“He that has once done you a kindness will be more ready to do you another, than he whom you yourself have obliged.” — Benjamin Franklin
Founding father Benjamin Franklin was famous for many inventions and writings — the lightning rod, bifocals, and plenty of articles and books — but one of his lesser-known creations is known today as the Benjamin Franklin Effect, which is a theory in psychology that explains why asking for help can actually have profound effects.
Most of us find asking for help to be sometimes difficult. We think it makes us look like we can’t handle the tasks on our plate or aren’t capable of completing a job. But Franklin thought otherwise. He knew that asking for a favor could turn foes into friends and, ultimately, help him get ahead.
When he was running for a clerk position, Franklin knew he had to win the the trust and friendship of his opponent (who Franklin knew would go on to hold great power), so after winning the seat, Franklin, who was an avid book collector, wrote to the man and asked to borrow a book he couldn’t find. A week later Franklin returned the book, and suddenly his opponent became warmer.
“When we next met in the House, he spoke to me (which he had never done before), and with great civility; and he ever after manifested a readiness to serve me on all occasions, so that we became great friends, and our friendship continued to his death,” Franklin later wrote of his strategy, which psychologists still study to this day.
There are plenty of reasons to ask for help, as the founding father shows us, and not all of them are to lighten our work loads. Asking for help also helps us become better leaders, better learners, and better at managing our tasks and team so that everybody is happier.
Build better relationships
It may seem curious as to how asking a simple favor was able to serve Franklin so well. It seems paradoxical that one would ask another person (especially somebody who is considered an adversary) for help and end up getting even more in return.
But research has confirmed that’s exactly what happens in the Benjamin Franklin Effect.
“Under certain circumstances, when an individual performs a favour for another person, his liking for that person will increase,” wrote two researchers who studied the phenomenon in the mid 1960s. “By performance of a favour we mean the voluntary exertion of effort, expenditure of time, or concession of material possessions for the benefit of another person without direct remuneration. As long as a person likes the recipient of the favor, feels that he is deserving, or that he would probably return the favor, the person is able to offer himself ample justification for having performed the favor.”
This means that asking for help has its limitations. You can’t expect to hand off an entire project to a colleague and expect them to cheerfully take it on and offer more help. Instead, asking for their expertise or feedback can be a great way to build bridges.
Remember, asking for help can be strategic. It can help make others feel included, and when you really find yourself in a bind later on, you may have somebody in your corner.
Improve communication
If Franklin would have never reached out to his opponent, his relationship with him likely never would have improved. The idea that asking for help makes communication among colleagues and teams better is one that Stanford psychologist Xuan Zhao has studied extensively.
“We love stories about spontaneous help, and that may explain why random acts of kindness go viral on social media,” she says. “But in reality, the majority of help occurs only after a request has been made. It’s often not because people don’t want to help and must be pressed to do so.”
It’s actually the opposite.
“...People want to help, but they can’t help if they don’t know someone is suffering or struggling, or what the other person needs and how to help effectively, or whether it is their place to help – perhaps they want to respect others’ privacy or agency,” Zhao says.
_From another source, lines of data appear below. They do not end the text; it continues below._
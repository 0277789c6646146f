//! Google encoded polyline codec.
//!
//! Every coordinate is scaled by `10^precision`, delta encoded against the
//! previous point, zig-zag mapped to an unsigned value and written as 5-bit
//! chunks offset into the printable range `63..=126`.

use std::fmt;
use tracing::{instrument, trace};

use crate::types::LatLng;

pub mod geojson;

pub const DEFAULT_PRECISION: u32 = 5;
pub const MAX_PRECISION: u32 = 10;

const CHUNK_BITS: u32 = 5;
const CHUNK_MASK: u64 = 0x1f;
const CONTINUATION: u64 = 0x20;
const CHAR_OFFSET: u8 = 63;
const CHAR_MAX: u8 = 126;

// Keeps deltas and their zig-zag form inside i64.
const MAX_SCALED: f64 = 9.0e15;

#[derive(Debug, Clone, PartialEq, thiserror::Error)]
pub enum PolylineError {
    #[error("Malformed polyline at byte {position}: {reason}")]
    MalformedInput {
        position: usize,
        reason: &'static str,
    },
    #[error("Invalid precision: {0}")]
    InvalidPrecision(String),
    #[error("Coordinate {index} cannot be encoded (not finite or out of range)")]
    InvalidCoordinate { index: usize },
}

/// Number of decimal digits kept by the codec.
#[derive(Debug, Clone, Copy, PartialEq, Eq, Hash)]
pub struct Precision(u32);

impl Precision {
    pub fn new(digits: u32) -> Result<Self, PolylineError> {
        if digits > MAX_PRECISION {
            return Err(PolylineError::InvalidPrecision(format!(
                "{} exceeds the maximum of {}",
                digits, MAX_PRECISION
            )));
        }
        Ok(Self(digits))
    }

    pub fn digits(self) -> u32 {
        self.0
    }

    pub fn factor(self) -> f64 {
        10f64.powi(self.0 as i32)
    }
}

impl Default for Precision {
    fn default() -> Self {
        Self(DEFAULT_PRECISION)
    }
}

impl fmt::Display for Precision {
    fn fmt(&self, f: &mut fmt::Formatter<'_>) -> fmt::Result {
        write!(f, "{}", self.0)
    }
}

impl TryFrom<i64> for Precision {
    type Error = PolylineError;

    fn try_from(value: i64) -> Result<Self, Self::Error> {
        if value < 0 {
            return Err(PolylineError::InvalidPrecision(format!(
                "{} is negative",
                value
            )));
        }
        let digits = u32::try_from(value)
            .map_err(|_| PolylineError::InvalidPrecision(format!("{} is too large", value)))?;
        Self::new(digits)
    }
}

/// JSON numbers arrive as f64, so `2.5` and `-1` are caught here.
impl TryFrom<f64> for Precision {
    type Error = PolylineError;

    fn try_from(value: f64) -> Result<Self, Self::Error> {
        if !value.is_finite() || value.fract() != 0.0 {
            return Err(PolylineError::InvalidPrecision(format!(
                "{} is not an integer",
                value
            )));
        }
        if value > MAX_PRECISION as f64 {
            return Err(PolylineError::InvalidPrecision(format!(
                "{} exceeds the maximum of {}",
                value, MAX_PRECISION
            )));
        }
        Self::try_from(value as i64)
    }
}

/// Resolves an optional caller supplied precision against a fallback.
pub fn resolve_precision(
    requested: Option<f64>,
    fallback: Precision,
) -> Result<Precision, PolylineError> {
    match requested {
        Some(value) => Precision::try_from(value),
        None => Ok(fallback),
    }
}

#[instrument(level = "trace", skip_all, fields(points = coordinates.len(), precision = %precision))]
pub fn encode(coordinates: &[LatLng], precision: Precision) -> Result<String, PolylineError> {
    let factor = precision.factor();
    let mut output = String::with_capacity(coordinates.len() * 8);
    let mut previous = (0i64, 0i64);

    for (index, point) in coordinates.iter().enumerate() {
        let lat = scale(point.lat, factor).ok_or(PolylineError::InvalidCoordinate { index })?;
        let lng = scale(point.lng, factor).ok_or(PolylineError::InvalidCoordinate { index })?;

        encode_value(lat - previous.0, &mut output);
        encode_value(lng - previous.1, &mut output);
        previous = (lat, lng);
    }

    trace!("Encoded {} points into {} bytes", coordinates.len(), output.len());
    Ok(output)
}

#[instrument(level = "trace", skip_all, fields(len = polyline.len(), precision = %precision))]
pub fn decode(polyline: &str, precision: Precision) -> Result<Vec<LatLng>, PolylineError> {
    let factor = precision.factor();
    let bytes = polyline.as_bytes();
    let mut coordinates = Vec::with_capacity(bytes.len() / 4);
    let mut position = 0;
    let mut lat = 0i64;
    let mut lng = 0i64;

    while position < bytes.len() {
        let (lat_delta, next) = decode_value(bytes, position)?;
        if next >= bytes.len() {
            return Err(PolylineError::MalformedInput {
                position: next,
                reason: "latitude without a longitude",
            });
        }
        let (lng_delta, next) = decode_value(bytes, next)?;

        lat = lat
            .checked_add(lat_delta)
            .ok_or(PolylineError::MalformedInput {
                position,
                reason: "latitude overflows",
            })?;
        lng = lng
            .checked_add(lng_delta)
            .ok_or(PolylineError::MalformedInput {
                position,
                reason: "longitude overflows",
            })?;

        coordinates.push(LatLng::new(lat as f64 / factor, lng as f64 / factor));
        position = next;
    }

    trace!("Decoded {} points", coordinates.len());
    Ok(coordinates)
}

fn scale(value: f64, factor: f64) -> Option<i64> {
    let scaled = (value * factor).round();
    if scaled.is_finite() && scaled.abs() <= MAX_SCALED {
        Some(scaled as i64)
    } else {
        None
    }
}

fn encode_value(delta: i64, output: &mut String) {
    let shifted = (delta << 1) as u64;
    let mut value = if delta < 0 { !shifted } else { shifted };

    while value >= CONTINUATION {
        output.push(char::from(
            (CONTINUATION | (value & CHUNK_MASK)) as u8 + CHAR_OFFSET,
        ));
        value >>= CHUNK_BITS;
    }
    output.push(char::from(value as u8 + CHAR_OFFSET));
}

/// Reads one zig-zag value starting at `start`, returns it with the index
/// of the first byte after it.
fn decode_value(bytes: &[u8], start: usize) -> Result<(i64, usize), PolylineError> {
    let mut result = 0u64;
    let mut shift = 0u32;
    let mut position = start;

    loop {
        let Some(&byte) = bytes.get(position) else {
            return Err(PolylineError::MalformedInput {
                position,
                reason: "value ends without a terminating chunk",
            });
        };
        if !(CHAR_OFFSET..=CHAR_MAX).contains(&byte) {
            return Err(PolylineError::MalformedInput {
                position,
                reason: "character outside the polyline alphabet",
            });
        }
        if shift >= u64::BITS {
            return Err(PolylineError::MalformedInput {
                position,
                reason: "value wider than 64 bits",
            });
        }

        let chunk = u64::from(byte - CHAR_OFFSET);
        // The last chunk that fits may only carry the bits left below 64.
        if shift > u64::BITS - CHUNK_BITS && (chunk & CHUNK_MASK) >> (u64::BITS - shift) != 0 {
            return Err(PolylineError::MalformedInput {
                position,
                reason: "value wider than 64 bits",
            });
        }
        result |= (chunk & CHUNK_MASK) << shift;
        shift += CHUNK_BITS;
        position += 1;

        if chunk & CONTINUATION == 0 {
            break;
        }
    }

    let value = if result & 1 == 1 {
        !(result >> 1)
    } else {
        result >> 1
    };
    Ok((value as i64, position))
}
By asking a direct question, you’re removing those uncertainties and unlocking opportunities for connection. Zhao says it can also “create emotional closeness when you realize someone trusts you enough to share their vulnerabilities, and by working together toward a shared goal.”
How to get help
It’s reassuring to know, especially via research like Zhao’s, that people are often willing to help when they are able to. It helps getting over the uncertainty of whether to ask a favor.
Psychology also tells us that there are better ways of asking for help, too. Recall the studies you may have hard about people who spend money on others (rather than themselves) being happier. This same effect applies to favors. People like the feeling of having helped somebody, so when you’re asking for help, it’s important that you keep that in mind.
“You want people to feel that they would be helping because they want to, not because they must, and that they’re in control of the decision,” writes the Harvard Business Review. “That means avoiding any language suggesting that you or someone else is instructing them to help, that they should help, or that they have no choice but to do so.”
This is likely how Franklin was able to win over his opponent. He felt that he was being helpful to Franklin and didn’t feel like he was being badgered by request.
Whether you’re trying to win over an adversary or asking somebody on your team to help with a big deadline, there are a few ways you can ensure your request is successful:
- Shift focus to the benefits. People like to see that they’ve made a difference, so make that your main point.
- Avoid language that may feel like you’re giving instruction.
- Be direct. Simplicity will get you much further.
- Think about citing a common goal. This boosts inclusivity and makes others feel like they’re part of something bigger.
At the end of the day, we all need a little help, and it’s okay to ask for it! Don’t fear that you’ll be rejected (people like to help) or that it makes you look unable to handle your own work. You’ll likely find out that asking a favor will have way more ramifications than bad.